I have a builder that wants control joints in the garage. I have only done them once before. I told my hanger to leave the joint, and I installed that bead. The builder told me he thought it should be done differently. 

The garage was 36 wide by 24 deep. We ran three 12's in 6 rows, with the butt joints running in a line and the 2 control joits in place of the running butt joints. 

Builder thought we should do three rows of the 12's and then a control joint in the recessed joint the whole 36 ft, and then the other 3 rows.

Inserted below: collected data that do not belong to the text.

//! Workshop work orders. A work order ties a vehicle to a purchase order.

use chrono::NaiveDate;
use sea_orm::{ActiveValue, entity::prelude::*};
use serde::{Deserialize, Serialize};
use uuid::Uuid;

use crate::{
    EngineError, ResultEngine,
    util::{normalize_plate, normalize_required_text, parse_uuid},
};

#[derive(Clone, Debug, PartialEq, Eq, Serialize, Deserialize)]
pub struct WorkOrder {
    pub id: Uuid,
    pub order_number: String,
    pub vehicle_plate: String,
    pub requested_on: NaiveDate,
    pub description: String,
    pub purchase_order_id: Option<Uuid>,
}

impl WorkOrder {
    pub fn new(
        order_number: &str,
        vehicle_plate: &str,
        requested_on: NaiveDate,
        description: &str,
    ) -> ResultEngine<Self> {
        Ok(Self {
            id: Uuid::new_v4(),
            order_number: normalize_required_text(order_number, "order number")?,
            vehicle_plate: normalize_plate(vehicle_plate)?,
            requested_on,
            description: normalize_required_text(description, "description")?,
            purchase_order_id: None,
        })
    }
}

#[derive(Clone, Debug, PartialEq, Eq, DeriveEntityModel)]
#[sea_orm(table_name = "work_orders")]
pub struct Model {
    #[sea_orm(primary_key, auto_increment = false)]
    pub id: String,
    #[sea_orm(unique)]
    pub order_number: String,
    pub vehicle_plate: String,
    pub requested_on: Date,
    pub description: String,
    pub purchase_order_id: Option<String>,
}

#[derive(Copy, Clone, Debug, EnumIter, DeriveRelation)]
pub enum Relation {}

impl ActiveModelBehavior for ActiveModel {}

impl From<&WorkOrder> for ActiveModel {
    fn from(value: &WorkOrder) -> Self {
        Self {
            id: ActiveValue::Set(value.id.to_string()),
            order_number: ActiveValue::Set(value.order_number.clone()),
            vehicle_plate: ActiveValue::Set(value.vehicle_plate.clone()),
            requested_on: ActiveValue::Set(value.requested_on),
            description: ActiveValue::Set(value.description.clone()),
            purchase_order_id: ActiveValue::Set(value.purchase_order_id.map(|id| id.to_string())),
        }
    }
}

impl TryFrom<Model> for WorkOrder {
    type Error = EngineError;

    fn try_from(model: Model) -> Result<Self, Self::Error> {
        Ok(Self {
            id: parse_uuid(&model.id, "work order")?,
            order_number: model.order_number,
            vehicle_plate: model.vehicle_plate,
            requested_on: model.requested_on,
            description: model.description,
            purchase_order_id: model
                .purchase_order_id
                .as_deref()
                .map(|id| parse_uuid(id, "purchase order"))
                .transpose()?,
        })
    }
}
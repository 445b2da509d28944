//! Budget accounts (chart-of-accounts entries such as `22.06.002`).

use sea_orm::{ActiveValue, entity::prelude::*};
use serde::{Deserialize, Serialize};

use crate::{
    ResultEngine,
    util::{normalize_optional_text, normalize_required_text},
};

/// A budget classification code. The `code` is the immutable identity.
#[derive(Clone, Debug, PartialEq, Eq, Serialize, Deserialize)]
pub struct Account {
    pub code: String,
    pub name: String,
    pub description: Option<String>,
}

impl Account {
    pub fn new(code: &str, name: &str, description: Option<&str>) -> ResultEngine<Self> {
        Ok(Self {
            code: normalize_required_text(code, "account code")?,
            name: normalize_required_text(name, "account name")?,
            description: normalize_optional_text(description),
        })
    }
}

#[derive(Clone, Debug, PartialEq, Eq, DeriveEntityModel)]
#[sea_orm(table_name = "accounts")]
pub struct Model {
    #[sea_orm(primary_key, auto_increment = false)]
    pub code: String,
    pub name: String,
    pub description: Option<String>,
}

#[derive(Copy, Clone, Debug, EnumIter, DeriveRelation)]
pub enum Relation {}

impl ActiveModelBehavior for ActiveModel {}

impl From<&Account> for ActiveModel {
    fn from(value: &Account) -> Self {
        Self {
            code: ActiveValue::Set(value.code.clone()),
            name: ActiveValue::Set(value.name.clone()),
            description: ActiveValue::Set(value.description.clone()),
        }
    }
}

impl From<Model> for Account {
    fn from(model: Model) -> Self {
        Self {
            code: model.code,
            name: model.name,
            description: model.description,
        }
    }
}
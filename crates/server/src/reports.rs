//! Budget report API endpoints

use api_types::report::{
    AlertsQuery, ExecutionAlert, MaintenanceAlert, MaintenanceAlertsQuery, VarianceLine,
    VarianceQuery, VehicleCost, VehicleCostQuery,
};
use axum::{
    Json,
    extract::{Path, Query, State},
};

use crate::{ServerError, allocations::map_allocation, server::ServerState};

pub async fn alerts(
    State(state): State<ServerState>,
    Query(query): Query<AlertsQuery>,
) -> Result<Json<Vec<ExecutionAlert>>, ServerError> {
    let alerts = state.engine.execution_alerts(query.year).await?;
    Ok(Json(
        alerts
            .into_iter()
            .map(|alert| ExecutionAlert {
                allocation: map_allocation(&alert.allocation),
                pct_executed_bps: alert.pct_executed_bps,
                remaining: alert.remaining.to_decimal_string(),
            })
            .collect(),
    ))
}

pub async fn variance(
    State(state): State<ServerState>,
    Query(query): Query<VarianceQuery>,
) -> Result<Json<Vec<VarianceLine>>, ServerError> {
    let lines = state.engine.variance_report(query.year).await?;
    Ok(Json(
        lines
            .into_iter()
            .map(|line| VarianceLine {
                allocation: map_allocation(&line.allocation),
                variance: line.variance.to_decimal_string(),
                variance_bps: line.variance_bps,
                overrun: line.overrun,
            })
            .collect(),
    ))
}

pub async fn vehicle_costs(
    State(state): State<ServerState>,
    Path(plate): Path<String>,
    Query(query): Query<VehicleCostQuery>,
) -> Result<Json<VehicleCost>, ServerError> {
    let report = state.engine.vehicle_cost_report(&plate, query.year).await?;
    Ok(Json(VehicleCost {
        vehicle_plate: report.vehicle_plate,
        year: report.year,
        maintenance: report.maintenance.to_decimal_string(),
        fuel: report.fuel.to_decimal_string(),
        rentals: report.rentals.to_decimal_string(),
        total: report.total.to_decimal_string(),
        cost_per_km: report.cost_per_km.to_decimal_string(),
        days_out_of_service: report.days_out_of_service,
    }))
}

fn map_maintenance_alert(alert: engine::MaintenanceAlert) -> MaintenanceAlert {
    match alert {
        engine::MaintenanceAlert::ServiceDue {
            vehicle_plate,
            km_remaining,
        } => MaintenanceAlert::ServiceDue {
            vehicle_plate,
            km_remaining,
        },
        engine::MaintenanceAlert::ServiceOverdue {
            vehicle_plate,
            threshold_km,
            km_past,
        } => MaintenanceAlert::ServiceOverdue {
            vehicle_plate,
            threshold_km,
            km_past,
        },
        engine::MaintenanceAlert::ScheduledSoon {
            vehicle_plate,
            event_id,
            scheduled_date,
            days_remaining,
        } => MaintenanceAlert::ScheduledSoon {
            vehicle_plate,
            event_id,
            scheduled_date,
            days_remaining,
        },
        engine::MaintenanceAlert::ScheduledOverdue {
            vehicle_plate,
            event_id,
            scheduled_date,
            days_overdue,
        } => MaintenanceAlert::ScheduledOverdue {
            vehicle_plate,
            event_id,
            scheduled_date,
            days_overdue,
        },
    }
}

pub async fn maintenance_alerts(
    State(state): State<ServerState>,
    Query(query): Query<MaintenanceAlertsQuery>,
) -> Result<Json<Vec<MaintenanceAlert>>, ServerError> {
    let today = query.today.unwrap_or_else(|| chrono::Utc::now().date_naive());
    let alerts = state.engine.maintenance_alerts(today).await?;
    Ok(Json(alerts.into_iter().map(map_maintenance_alert).collect()))
}
//! Account API endpoints

use api_types::account::{Account, AccountList, AccountNew};
use axum::{Json, extract::State, http::StatusCode};

use crate::{ServerError, server::ServerState};

fn map_account(account: engine::Account) -> Account {
    Account {
        code: account.code,
        name: account.name,
        description: account.description,
    }
}

/// Handle requests for creating a budget account
pub async fn create(
    State(state): State<ServerState>,
    Json(payload): Json<AccountNew>,
) -> Result<(StatusCode, Json<Account>), ServerError> {
    let account = state
        .engine
        .create_account(&payload.code, &payload.name, payload.description.as_deref())
        .await?;
    Ok((StatusCode::CREATED, Json(map_account(account))))
}

pub async fn list(State(state): State<ServerState>) -> Result<Json<AccountList>, ServerError> {
    let accounts = state.engine.accounts().await?;
    Ok(Json(AccountList {
        accounts: accounts.into_iter().map(map_account).collect(),
    }))
}
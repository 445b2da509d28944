//! Maintenance events and their lifecycle.
//!
//! A maintenance event moves through the following states:
//!
//! ```text
//! Scheduled ──► InShop ◄──► AwaitingParts
//!                 │              │
//!                 └──► Finalized ◄┘
//!
//! any non-terminal ──► Cancelled
//! Finalized ──► Cancelled   (administrative reversal)
//! ```
//!
//! Only `Finalized` events count against a budget allocation. The total real
//! cost is always `labor_cost + parts_cost` and is never stored.

use chrono::{DateTime, NaiveDate, Utc};
use sea_orm::{ActiveValue, entity::prelude::*};
use serde::{Deserialize, Serialize};
use uuid::Uuid;

use crate::{
    EngineError, Money, ResultEngine,
    aggregate::LedgerKey,
    util::{budget_year, normalize_plate, normalize_required_text, parse_uuid},
};

#[derive(Clone, Copy, Debug, PartialEq, Eq, Hash, Serialize, Deserialize)]
#[serde(rename_all = "snake_case")]
pub enum MaintenanceKind {
    Preventive,
    Corrective,
}

impl MaintenanceKind {
    pub fn as_str(self) -> &'static str {
        match self {
            Self::Preventive => "preventive",
            Self::Corrective => "corrective",
        }
    }
}

impl TryFrom<&str> for MaintenanceKind {
    type Error = EngineError;

    fn try_from(value: &str) -> Result<Self, Self::Error> {
        match value {
            "preventive" => Ok(Self::Preventive),
            "corrective" => Ok(Self::Corrective),
            other => Err(EngineError::InvariantViolation(format!(
                "invalid maintenance kind: {other}"
            ))),
        }
    }
}

#[derive(Clone, Copy, Debug, PartialEq, Eq, Hash, Serialize, Deserialize)]
#[serde(rename_all = "snake_case")]
pub enum MaintenanceState {
    Scheduled,
    InShop,
    AwaitingParts,
    Finalized,
    Cancelled,
}

impl MaintenanceState {
    pub fn as_str(self) -> &'static str {
        match self {
            Self::Scheduled => "scheduled",
            Self::InShop => "in_shop",
            Self::AwaitingParts => "awaiting_parts",
            Self::Finalized => "finalized",
            Self::Cancelled => "cancelled",
        }
    }

    pub fn is_terminal(self) -> bool {
        matches!(self, Self::Finalized | Self::Cancelled)
    }

    /// `true` while the vehicle is physically in the workshop.
    pub fn holds_vehicle(self) -> bool {
        matches!(self, Self::InShop | Self::AwaitingParts)
    }

    pub fn can_transition_to(self, to: MaintenanceState) -> bool {
        use MaintenanceState::*;
        matches!(
            (self, to),
            (Scheduled, InShop)
                | (InShop, AwaitingParts)
                | (AwaitingParts, InShop)
                | (InShop, Finalized)
                | (AwaitingParts, Finalized)
                | (Scheduled, Cancelled)
                | (InShop, Cancelled)
                | (AwaitingParts, Cancelled)
                | (Finalized, Cancelled)
        )
    }

    pub fn check_transition(self, to: MaintenanceState) -> ResultEngine<()> {
        if self.can_transition_to(to) {
            Ok(())
        } else {
            Err(EngineError::InvalidTransition(format!(
                "maintenance cannot move from {} to {}",
                self.as_str(),
                to.as_str()
            )))
        }
    }
}

impl TryFrom<&str> for MaintenanceState {
    type Error = EngineError;

    fn try_from(value: &str) -> Result<Self, Self::Error> {
        match value {
            "scheduled" => Ok(Self::Scheduled),
            "in_shop" => Ok(Self::InShop),
            "awaiting_parts" => Ok(Self::AwaitingParts),
            "finalized" => Ok(Self::Finalized),
            "cancelled" => Ok(Self::Cancelled),
            other => Err(EngineError::InvariantViolation(format!(
                "invalid maintenance state: {other}"
            ))),
        }
    }
}

/// One maintenance occurrence for a vehicle.
#[derive(Clone, Debug, PartialEq, Eq, Serialize, Deserialize)]
pub struct MaintenanceEvent {
    pub id: Uuid,
    pub vehicle_plate: String,
    pub kind: MaintenanceKind,
    pub state: MaintenanceState,
    pub entry_date: NaiveDate,
    pub exit_date: Option<NaiveDate>,
    pub scheduled_date: Option<NaiveDate>,
    /// Mileage recorded when the vehicle entered the workshop.
    pub odometer_km: i64,
    pub description: String,
    pub estimated_cost: Money,
    pub labor_cost: Money,
    pub parts_cost: Money,
    pub account_code: Option<String>,
    pub work_order_id: Option<Uuid>,
    pub created_at: DateTime<Utc>,
}

impl MaintenanceEvent {
    pub fn new(
        vehicle_plate: &str,
        kind: MaintenanceKind,
        entry_date: NaiveDate,
        odometer_km: i64,
        description: &str,
    ) -> ResultEngine<Self> {
        if odometer_km < 0 {
            return Err(EngineError::InvalidAmount(
                "odometer_km must be >= 0".to_string(),
            ));
        }
        Ok(Self {
            id: Uuid::new_v4(),
            vehicle_plate: normalize_plate(vehicle_plate)?,
            kind,
            state: MaintenanceState::Scheduled,
            entry_date,
            exit_date: None,
            scheduled_date: None,
            odometer_km,
            description: normalize_required_text(description, "description")?,
            estimated_cost: Money::ZERO,
            labor_cost: Money::ZERO,
            parts_cost: Money::ZERO,
            account_code: None,
            work_order_id: None,
            created_at: Utc::now(),
        })
    }

    /// `labor_cost + parts_cost`.
    pub fn total_real_cost(&self) -> Money {
        self.labor_cost + self.parts_cost
    }

    /// Validates the amounts and dates of the event.
    pub fn validate(&self) -> ResultEngine<()> {
        self.estimated_cost.ensure_non_negative("estimated_cost")?;
        self.labor_cost.ensure_non_negative("labor_cost")?;
        self.parts_cost.ensure_non_negative("parts_cost")?;
        if self.labor_cost.checked_add(self.parts_cost).is_none() {
            return Err(EngineError::InvalidAmount("cost too large".to_string()));
        }
        if let Some(exit) = self.exit_date
            && exit < self.entry_date
        {
            return Err(EngineError::InvalidAmount(
                "exit_date must not precede entry_date".to_string(),
            ));
        }
        Ok(())
    }

    /// Preconditions for closing the event as `Finalized`.
    pub fn check_finalizable(&self) -> ResultEngine<()> {
        if self.exit_date.is_none() {
            return Err(EngineError::InvalidTransition(
                "exit_date is required to finalize a maintenance".to_string(),
            ));
        }
        if !self.total_real_cost().is_positive() {
            return Err(EngineError::InvalidTransition(
                "labor_cost + parts_cost must be > 0 to finalize a maintenance".to_string(),
            ));
        }
        Ok(())
    }

    /// Ledger scope this event draws from, if it is attached to an account.
    pub fn ledger_key(&self) -> Option<LedgerKey> {
        self.account_code.as_ref().map(|account| LedgerKey {
            year: budget_year(self.entry_date),
            account_code: account.clone(),
            vehicle_plate: Some(self.vehicle_plate.clone()),
        })
    }
}

#[derive(Clone, Debug, PartialEq, Eq, DeriveEntityModel)]
#[sea_orm(table_name = "maintenance_events")]
pub struct Model {
    #[sea_orm(primary_key, auto_increment = false)]
    pub id: String,
    pub vehicle_plate: String,
    pub kind: String,
    pub state: String,
    pub entry_date: Date,
    pub exit_date: Option<Date>,
    pub scheduled_date: Option<Date>,
    pub odometer_km: i64,
    pub description: String,
    pub estimated_cost_minor: i64,
    pub labor_cost_minor: i64,
    pub parts_cost_minor: i64,
    pub account_code: Option<String>,
    pub work_order_id: Option<String>,
    pub created_at: DateTimeUtc,
}

#[derive(Copy, Clone, Debug, EnumIter, DeriveRelation)]
pub enum Relation {}

impl ActiveModelBehavior for ActiveModel {}

impl From<&MaintenanceEvent> for ActiveModel {
    fn from(value: &MaintenanceEvent) -> Self {
        Self {
            id: ActiveValue::Set(value.id.to_string()),
            vehicle_plate: ActiveValue::Set(value.vehicle_plate.clone()),
            kind: ActiveValue::Set(value.kind.as_str().to_string()),
            state: ActiveValue::Set(value.state.as_str().to_string()),
            entry_date: ActiveValue::Set(value.entry_date),
            exit_date: ActiveValue::Set(value.exit_date),
            scheduled_date: ActiveValue::Set(value.scheduled_date),
            odometer_km: ActiveValue::Set(value.odometer_km),
            description: ActiveValue::Set(value.description.clone()),
            estimated_cost_minor: ActiveValue::Set(value.estimated_cost.cents()),
            labor_cost_minor: ActiveValue::Set(value.labor_cost.cents()),
            parts_cost_minor: ActiveValue::Set(value.parts_cost.cents()),
            account_code: ActiveValue::Set(value.account_code.clone()),
            work_order_id: ActiveValue::Set(value.work_order_id.map(|id| id.to_string())),
            created_at: ActiveValue::Set(value.created_at),
        }
    }
}

impl TryFrom<Model> for MaintenanceEvent {
    type Error = EngineError;

    fn try_from(model: Model) -> Result<Self, Self::Error> {
        Ok(Self {
            id: parse_uuid(&model.id, "maintenance")?,
            vehicle_plate: model.vehicle_plate,
            kind: MaintenanceKind::try_from(model.kind.as_str())?,
            state: MaintenanceState::try_from(model.state.as_str())?,
            entry_date: model.entry_date,
            exit_date: model.exit_date,
            scheduled_date: model.scheduled_date,
            odometer_km: model.odometer_km,
            description: model.description,
            estimated_cost: Money::new(model.estimated_cost_minor),
            labor_cost: Money::new(model.labor_cost_minor),
            parts_cost: Money::new(model.parts_cost_minor),
            account_code: model.account_code,
            work_order_id: model
                .work_order_id
                .as_deref()
                .map(|id| parse_uuid(id, "work order"))
                .transpose()?,
            created_at: model.created_at,
        })
    }
}
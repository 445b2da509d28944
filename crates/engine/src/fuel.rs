//! Fuel purchases.

use std::{fmt, str::FromStr};

use chrono::NaiveDate;
use sea_orm::{ActiveValue, entity::prelude::*};
use serde::{Deserialize, Serialize};
use uuid::Uuid;

use crate::{
    EngineError, Money, ResultEngine,
    aggregate::LedgerKey,
    money::parse_hundredths,
    util::{budget_year, normalize_optional_text, normalize_plate, parse_uuid},
};

/// Volume in hundredths of a liter.
#[derive(Clone, Copy, Debug, Default, PartialEq, Eq, PartialOrd, Ord, Serialize, Deserialize)]
#[serde(transparent)]
pub struct Liters(i64);

impl Liters {
    pub const fn from_hundredths(value: i64) -> Self {
        Self(value)
    }

    pub const fn hundredths(self) -> i64 {
        self.0
    }
}

impl fmt::Display for Liters {
    fn fmt(&self, f: &mut fmt::Formatter<'_>) -> fmt::Result {
        let sign = if self.0 < 0 { "-" } else { "" };
        let abs = self.0.unsigned_abs();
        write!(f, "{sign}{}.{:02}", abs / 100, abs % 100)
    }
}

impl FromStr for Liters {
    type Err = EngineError;

    fn from_str(s: &str) -> Result<Self, Self::Err> {
        parse_hundredths(s).map(Self)
    }
}

#[derive(Clone, Debug, PartialEq, Eq, Serialize, Deserialize)]
pub struct FuelPurchase {
    pub id: Uuid,
    pub vehicle_plate: String,
    pub date: NaiveDate,
    pub liters: Liters,
    pub unit_price: Option<Money>,
    pub total_cost: Money,
    pub odometer_km: i64,
    pub receipt_number: Option<String>,
    pub account_code: Option<String>,
}

impl FuelPurchase {
    pub fn new(
        vehicle_plate: &str,
        date: NaiveDate,
        liters: Liters,
        total_cost: Money,
        odometer_km: i64,
    ) -> ResultEngine<Self> {
        let purchase = Self {
            id: Uuid::new_v4(),
            vehicle_plate: normalize_plate(vehicle_plate)?,
            date,
            liters,
            unit_price: None,
            total_cost,
            odometer_km,
            receipt_number: None,
            account_code: None,
        };
        purchase.validate()?;
        Ok(purchase)
    }

    pub fn validate(&self) -> ResultEngine<()> {
        if self.liters.hundredths() <= 0 {
            return Err(EngineError::InvalidAmount(
                "liters must be > 0".to_string(),
            ));
        }
        self.total_cost.ensure_non_negative("total_cost")?;
        if let Some(price) = self.unit_price {
            price.ensure_non_negative("unit_price")?;
        }
        if self.odometer_km < 0 {
            return Err(EngineError::InvalidAmount(
                "odometer_km must be >= 0".to_string(),
            ));
        }
        Ok(())
    }

    #[must_use]
    pub fn receipt_number(mut self, receipt: Option<&str>) -> Self {
        self.receipt_number = normalize_optional_text(receipt);
        self
    }

    pub fn ledger_key(&self) -> Option<LedgerKey> {
        self.account_code.as_ref().map(|account| LedgerKey {
            year: budget_year(self.date),
            account_code: account.clone(),
            vehicle_plate: Some(self.vehicle_plate.clone()),
        })
    }
}

#[derive(Clone, Debug, PartialEq, Eq, DeriveEntityModel)]
#[sea_orm(table_name = "fuel_purchases")]
pub struct Model {
    #[sea_orm(primary_key, auto_increment = false)]
    pub id: String,
    pub vehicle_plate: String,
    pub date: Date,
    pub liters_hundredths: i64,
    pub unit_price_minor: Option<i64>,
    pub total_cost_minor: i64,
    pub odometer_km: i64,
    pub receipt_number: Option<String>,
    pub account_code: Option<String>,
}

#[derive(Copy, Clone, Debug, EnumIter, DeriveRelation)]
pub enum Relation {}

impl ActiveModelBehavior for ActiveModel {}

impl From<&FuelPurchase> for ActiveModel {
    fn from(value: &FuelPurchase) -> Self {
        Self {
            id: ActiveValue::Set(value.id.to_string()),
            vehicle_plate: ActiveValue::Set(value.vehicle_plate.clone()),
            date: ActiveValue::Set(value.date),
            liters_hundredths: ActiveValue::Set(value.liters.hundredths()),
            unit_price_minor: ActiveValue::Set(value.unit_price.map(Money::cents)),
            total_cost_minor: ActiveValue::Set(value.total_cost.cents()),
            odometer_km: ActiveValue::Set(value.odometer_km),
            receipt_number: ActiveValue::Set(value.receipt_number.clone()),
            account_code: ActiveValue::Set(value.account_code.clone()),
        }
    }
}

impl TryFrom<Model> for FuelPurchase {
    type Error = EngineError;

    fn try_from(model: Model) -> Result<Self, Self::Error> {
        Ok(Self {
            id: parse_uuid(&model.id, "fuel purchase")?,
            vehicle_plate: model.vehicle_plate,
            date: model.date,
            liters: Liters::from_hundredths(model.liters_hundredths),
            unit_price: model.unit_price_minor.map(Money::new),
            total_cost: Money::new(model.total_cost_minor),
            odometer_km: model.odometer_km,
            receipt_number: model.receipt_number,
            account_code: model.account_code,
        })
    }
}

#[cfg(test)]
mod tests {
    use super::*;

    #[test]
    fn liters_parse_two_decimals() {
        let liters: Liters = "45.5".parse().unwrap();
        assert_eq!(liters.hundredths(), 4_550);
        assert_eq!(liters.to_string(), "45.50");
        assert!("1.234".parse::<Liters>().is_err());
    }

    #[test]
    fn empty_purchase_is_rejected() {
        let date = NaiveDate::from_ymd_opt(2024, 5, 2).unwrap();
        let result = FuelPurchase::new(
            "AB-1234",
            date,
            Liters::from_hundredths(0),
            Money::from_units(10),
            1000,
        );
        assert!(matches!(result, Err(EngineError::InvalidAmount(_))));
    }

    #[test]
    fn ledger_key_uses_purchase_date() {
        let date = NaiveDate::from_ymd_opt(2023, 12, 31).unwrap();
        let mut purchase = FuelPurchase::new(
            "ab-1234",
            date,
            Liters::from_hundredths(4_000),
            Money::from_units(60),
            1000,
        )
        .unwrap();
        purchase.account_code = Some("22.06.001".to_string());
        let key = purchase.ledger_key().unwrap();
        assert_eq!(key.year, 2023);
        assert_eq!(key.vehicle_plate.as_deref(), Some("AB-1234"));
    }
}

I'd rather get rid of the but joints.

Any thoughts?


----------



## chris (Apr 13, 2011)

do what the man says to keep happy ,other than that either way works , your way sounds better to me


----------



## Checkers (Jun 25, 2010)

How many flats have you ever seen crack?


----------



## 2buckcanuck (Jul 9, 2010)

Your right with your way, But why not just stagger your joints, sounds like your not the one drywalling it, so it's called tuff titty for the rockers :whistling2:

a lot of our garages are just a tape and a coat,so they do the continuous butt thing, but when their finished, I prefer it if they stagger. Seems like every time they don't stagger, they land the continuous butt on the worst truss possible, never the one that lifts up a bit:blink:


----------